“Rasûlullah (s.a.v) yaşlı gözlerlerle, hüznünü Allah’a arz ederek oradan ayrıldı. Hüznüne ortak olması ve yüreğini daraltan sıkıntıları hafifletmesi için Hatice’ye gidip sevgili amcasının öldüğünü haber veremiyordu.

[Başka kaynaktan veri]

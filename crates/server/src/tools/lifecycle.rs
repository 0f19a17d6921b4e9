//! Worker lifecycle tools: install, activate, message, status.

use fuec_client::{ServiceWorker, WorkerMessage};
use fuec_core::WorkerState;
use rmcp::{ErrorData as McpError, model::CallToolResult};
use schemars::JsonSchema;
use serde::{Deserialize, Serialize};

use super::json_result;

/// Parameters for the worker_message tool.
#[derive(Debug, Clone, Serialize, Deserialize, JsonSchema)]
pub struct WorkerMessageParams {
    /// Message posted by a page, e.g. `"skipWaiting"` or `{"type": "SKIP_WAITING"}`.
    pub payload: serde_json::Value,
}

/// Output shared by every lifecycle tool.
#[derive(Debug, Clone, Serialize, Deserialize, JsonSchema)]
pub struct WorkerStatusOutput {
    /// Cache generation this instance owns.
    pub generation: String,
    pub state: WorkerState,
    /// Whether intercepted requests are being handled.
    pub controlling: bool,
}

async fn status_of(worker: &ServiceWorker) -> WorkerStatusOutput {
    WorkerStatusOutput {
        generation: worker.generation().to_string(),
        state: worker.state().await,
        controlling: worker.is_controlling(),
    }
}

/// Implementation of the worker_install tool.
pub async fn install_impl(worker: &ServiceWorker) -> Result<CallToolResult, McpError> {
    worker.install().await?;
    json_result(&status_of(worker).await)
}

/// Implementation of the worker_activate tool.
pub async fn activate_impl(worker: &ServiceWorker) -> Result<CallToolResult, McpError> {
    worker.activate().await?;
    json_result(&status_of(worker).await)
}

/// Implementation of the worker_message tool.
pub async fn message_impl(worker: &ServiceWorker, params: WorkerMessageParams) -> Result<CallToolResult, McpError> {
    worker.message(&WorkerMessage::parse(&params.payload)).await?;
    json_result(&status_of(worker).await)
}

/// Implementation of the worker_status tool.
pub async fn status_impl(worker: &ServiceWorker) -> Result<CallToolResult, McpError> {
    json_result(&status_of(worker).await)
}
//! Cache entry CRUD operations.
//!
//! Entries are keyed by `(generation, request identity)` and use UPSERT
//! semantics so a later write for the same request replaces the earlier one.

use super::connection::CacheDb;
use crate::Error;
use crate::http::{Request, Response};
use bytes::Bytes;
use tokio_rusqlite::rusqlite::{self, Row};
use tokio_rusqlite::{params, rusqlite::Connection};

/// A stored request/response pair.
#[derive(Debug, Clone, PartialEq, Eq)]
pub struct CacheEntry {
    pub key_hash: String,
    pub method: String,
    pub url: String,
    pub response: Response,
    pub stored_at: String,
}

const UPSERT_ENTRY: &str = "INSERT INTO entries (
        generation, key_hash, method, url, status, status_text, headers_json, body, stored_at
    ) VALUES (?1, ?2, ?3, ?4, ?5, ?6, ?7, ?8, ?9)
    ON CONFLICT(generation, key_hash) DO UPDATE SET
        method = excluded.method,
        url = excluded.url,
        status = excluded.status,
        status_text = excluded.status_text,
        headers_json = excluded.headers_json,
        body = excluded.body,
        stored_at = excluded.stored_at";

const SELECT_ENTRY: &str = "SELECT key_hash, method, url, status, status_text, headers_json, body, stored_at
    FROM entries";

/// Owned row ready to be written on the database thread.
struct EntryRow {
    key_hash: String,
    method: String,
    url: String,
    status: u16,
    status_text: String,
    headers_json: String,
    body: Vec<u8>,
}

impl EntryRow {
    fn new(request: &Request, response: &Response) -> Result<Self, Error> {
        Ok(Self {
            key_hash: request.cache_key(),
            method: request.method.clone(),
            url: request.identity_url().to_string(),
            status: response.status,
            status_text: response.status_text.clone(),
            headers_json: serde_json::to_string(&response.headers)?,
            body: response.body.to_vec(),
        })
    }

    fn insert(&self, conn: &Connection, generation: &str, stored_at: &str) -> Result<(), Error> {
        conn.execute(
            UPSERT_ENTRY,
            params![
                generation,
                &self.key_hash,
                &self.method,
                &self.url,
                self.status,
                &self.status_text,
                &self.headers_json,
                &self.body,
                stored_at,
            ],
        )?;
        Ok(())
    }
}

fn read_entry(row: &Row<'_>) -> rusqlite::Result<(CacheEntry, String)> {
    let headers_json: String = row.get(5)?;
    let body: Vec<u8> = row.get(6)?;
    let entry = CacheEntry {
        key_hash: row.get(0)?,
        method: row.get(1)?,
        url: row.get(2)?,
        response: Response {
            status: row.get(3)?,
            status_text: row.get(4)?,
            headers: Vec::new(),
            body: Bytes::from(body),
        },
        stored_at: row.get(7)?,
    };
    Ok((entry, headers_json))
}

fn decode_headers((mut entry, headers_json): (CacheEntry, String)) -> Result<CacheEntry, Error> {
    entry.response.headers = serde_json::from_str(&headers_json)?;
    Ok(entry)
}

impl CacheDb {
    /// Store a response under the request's identity in `generation`.
    ///
    /// Fails if the generation does not exist.
    pub async fn put_entry(&self, generation: &str, request: &Request, response: &Response) -> Result<(), Error> {
        let row = EntryRow::new(request, response)?;
        let generation = generation.to_string();
        let stored_at = chrono::Utc::now().to_rfc3339();
        self.conn
            .call(move |conn| -> Result<(), Error> { row.insert(conn, &generation, &stored_at) })
            .await
            .map_err(Error::from)
    }

    /// Write a complete precache set and mark the generation ready.
    ///
    /// All rows and the readiness flag are committed in a single transaction:
    /// either every entry becomes visible together with `ready = 1`, or none do.
    pub async fn commit_precache(&self, generation: &str, entries: &[(Request, Response)]) -> Result<(), Error> {
        let rows = entries
            .iter()
            .map(|(request, response)| EntryRow::new(request, response))
            .collect::<Result<Vec<_>, _>>()?;
        let generation = generation.to_string();
        let stored_at = chrono::Utc::now().to_rfc3339();
        self.conn
            .call(move |conn| -> Result<(), Error> {
                let tx = conn.unchecked_transaction()?;
                for row in &rows {
                    row.insert(&tx, &generation, &stored_at)?;
                }
                let updated = tx.execute("UPDATE generations SET ready = 1 WHERE name = ?1", params![generation])?;
                if updated == 0 {
                    return Err(Error::CorruptEntry(format!("generation {generation} vanished during precache")));
                }
                tx.commit()?;
                Ok(())
            })
            .await
            .map_err(Error::from)
    }

    /// Look up the entry stored for a request identity.
    ///
    /// Returns None if the generation holds no such entry.
    pub async fn match_entry(&self, generation: &str, request: &Request) -> Result<Option<CacheEntry>, Error> {
        let generation = generation.to_string();
        let key_hash = request.cache_key();
        self.conn
            .call(move |conn| -> Result<Option<CacheEntry>, Error> {
                let mut stmt = conn.prepare(&format!("{SELECT_ENTRY} WHERE generation = ?1 AND key_hash = ?2"))?;
                match stmt.query_row(params![generation, key_hash], read_entry) {
                    Ok(raw) => decode_headers(raw).map(Some),
                    Err(rusqlite::Error::QueryReturnedNoRows) => Ok(None),
                    Err(e) => Err(e.into()),
                }
            })
            .await
            .map_err(Error::from)
    }

    /// All entries of a generation, ordered by URL.
    pub async fn list_entries(&self, generation: &str) -> Result<Vec<CacheEntry>, Error> {
        let generation = generation.to_string();
        self.conn
            .call(move |conn| -> Result<Vec<CacheEntry>, Error> {
                let mut stmt = conn.prepare(&format!("{SELECT_ENTRY} WHERE generation = ?1 ORDER BY url ASC"))?;
                let raw = stmt
                    .query_map(params![generation], read_entry)?
                    .collect::<Result<Vec<_>, _>>()?;
                raw.into_iter().map(decode_headers).collect()
            })
            .await
            .map_err(Error::from)
    }

    pub async fn entry_count(&self, generation: &str) -> Result<u64, Error> {
        let generation = generation.to_string();
        self.conn
            .call(move |conn| -> Result<u64, Error> {
                let count: i64 =
                    conn.query_row("SELECT COUNT(*) FROM entries WHERE generation = ?1", params![generation], |row| {
                        row.get(0)
                    })?;
                Ok(count as u64)
            })
            .await
            .map_err(Error::from)
    }
}

#[cfg(test)]
mod tests {
    use super::*;
    use url::Url;

    fn request(path: &str) -> Request {
        Request::get(Url::parse("http://localhost:8000/").unwrap().join(path).unwrap())
    }

    fn html(body: &str) -> Response {
        Response::new(200, "OK", body.to_string()).with_header("Content-Type", "text/html; charset=utf-8")
    }

    #[tokio::test]
    async fn test_put_and_match() {
        let db = CacheDb::open_in_memory().await.unwrap();
        db.open_generation("fuec-v3").await.unwrap();

        let req = request("/login");
        db.put_entry("fuec-v3", &req, &html("<h1>Login</h1>")).await.unwrap();

        let entry = db.match_entry("fuec-v3", &req).await.unwrap().unwrap();
        assert_eq!(entry.url, "http://localhost:8000/login");
        assert_eq!(entry.method, "GET");
        assert_eq!(entry.response.status, 200);
        assert_eq!(entry.response.body, Bytes::from_static(b"<h1>Login</h1>"));
        assert_eq!(entry.response.header("content-type"), Some("text/html; charset=utf-8"));
    }

    #[tokio::test]
    async fn test_fragment_variants_share_one_entry() {
        let db = CacheDb::open_in_memory().await.unwrap();
        db.open_generation("fuec-v3").await.unwrap();

        db.put_entry("fuec-v3", &request("/ayuda#contacto"), &html("<h1>Ayuda</h1>")).await.unwrap();

        let entry = db.match_entry("fuec-v3", &request("/ayuda")).await.unwrap().unwrap();
        assert_eq!(entry.url, "http://localhost:8000/ayuda");
        assert!(db.match_entry("fuec-v3", &request("/ayuda#faq")).await.unwrap().is_some());
        assert_eq!(db.entry_count("fuec-v3").await.unwrap(), 1);
    }

    #[tokio::test]
    async fn test_match_missing() {
        let db = CacheDb::open_in_memory().await.unwrap();
        db.open_generation("fuec-v3").await.unwrap();
        assert!(db.match_entry("fuec-v3", &request("/nothing")).await.unwrap().is_none());
    }

    #[tokio::test]
    async fn test_match_is_scoped_to_generation() {
        let db = CacheDb::open_in_memory().await.unwrap();
        db.open_generation("fuec-v2").await.unwrap();
        db.open_generation("fuec-v3").await.unwrap();

        let req = request("/");
        db.put_entry("fuec-v2", &req, &html("old")).await.unwrap();

        assert!(db.match_entry("fuec-v3", &req).await.unwrap().is_none());
        assert!(db.match_entry("fuec-v2", &req).await.unwrap().is_some());
    }

    #[tokio::test]
    async fn test_put_overwrites_same_identity() {
        let db = CacheDb::open_in_memory().await.unwrap();
        db.open_generation("fuec-v3").await.unwrap();

        let req = request("/conductor");
        db.put_entry("fuec-v3", &req, &html("first")).await.unwrap();
        db.put_entry("fuec-v3", &req, &html("second")).await.unwrap();

        assert_eq!(db.entry_count("fuec-v3").await.unwrap(), 1);
        let entry = db.match_entry("fuec-v3", &req).await.unwrap().unwrap();
        assert_eq!(entry.response.text(), "second");
    }

    #[tokio::test]
    async fn test_put_requires_generation() {
        let db = CacheDb::open_in_memory().await.unwrap();
        let result = db.put_entry("missing", &request("/"), &html("x")).await;
        assert!(matches!(result, Err(Error::Database(_))));
    }

    #[tokio::test]
    async fn test_commit_precache_marks_ready() {
        let db = CacheDb::open_in_memory().await.unwrap();
        db.open_generation("fuec-v3").await.unwrap();

        let entries = vec![(request("/"), html("home")), (request("/offline"), html("offline"))];
        db.commit_precache("fuec-v3", &entries).await.unwrap();

        assert!(db.is_generation_ready("fuec-v3").await.unwrap());
        assert_eq!(db.entry_count("fuec-v3").await.unwrap(), 2);

        let listed = db.list_entries("fuec-v3").await.unwrap();
        let urls: Vec<_> = listed.iter().map(|e| e.url.as_str()).collect();
        assert_eq!(urls, vec!["http://localhost:8000/", "http://localhost:8000/offline"]);
    }

    #[tokio::test]
    async fn test_commit_precache_without_generation_writes_nothing() {
        let db = CacheDb::open_in_memory().await.unwrap();
        let entries = vec![(request("/"), html("home"))];

        assert!(db.commit_precache("fuec-v3", &entries).await.is_err());
        assert!(!db.has_generation("fuec-v3").await.unwrap());
        assert_eq!(db.entry_count("fuec-v3").await.unwrap(), 0);
    }

    #[tokio::test]
    async fn test_delete_generation_cascades_entries() {
        let db = CacheDb::open_in_memory().await.unwrap();
        db.open_generation("fuec-v1").await.unwrap();
        db.put_entry("fuec-v1", &request("/"), &html("home")).await.unwrap();

        db.delete_generation("fuec-v1").await.unwrap();
        assert_eq!(db.entry_count("fuec-v1").await.unwrap(), 0);
    }

    #[tokio::test]
    async fn test_binary_body_round_trip() {
        let db = CacheDb::open_in_memory().await.unwrap();
        db.open_generation("fuec-v3").await.unwrap();

        let body: Vec<u8> = (0u8..=255).collect();
        let req = request("/static/img/logo.png");
        let response = Response::new(200, "OK", body.clone()).with_header("Content-Type", "image/png");
        db.put_entry("fuec-v3", &req, &response).await.unwrap();

        let entry = db.match_entry("fuec-v3", &req).await.unwrap().unwrap();
        assert_eq!(entry.response.body.as_ref(), body.as_slice());
    }
}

Çünkü Hatice de yatağa düşmüş, birkaç gündür hastalığı ağırlaşmıştı.
…
Hatice’nin evi, koşup gelen Haşim ve Esedoğulları kadınlarıyla dolup taştı. Ümmü Eymen gözyaşları içinde Rasûlullah’a (s.a.v) gitti. Temiz kalpli hanımefendisinin onu istediğini söyledi. Allah Rasûlü (s.a.v) Hatice’nin odasının kapısında durdu. Bir adım daha ilerleyemiyordu. Mü’minlerin annesi son nefesini vermek üzereydi. Allah Rasûlü onu bu hâlde görmeye tahammül edemiyordu. Artık Hatice’nin ruhu bedenine sığmıyordu. Allah Rasûlü (s.a.v) acıdan içi parçalanıyor, hüzünle sarsılıyordu. Neredeyse yere yığılacaktı.”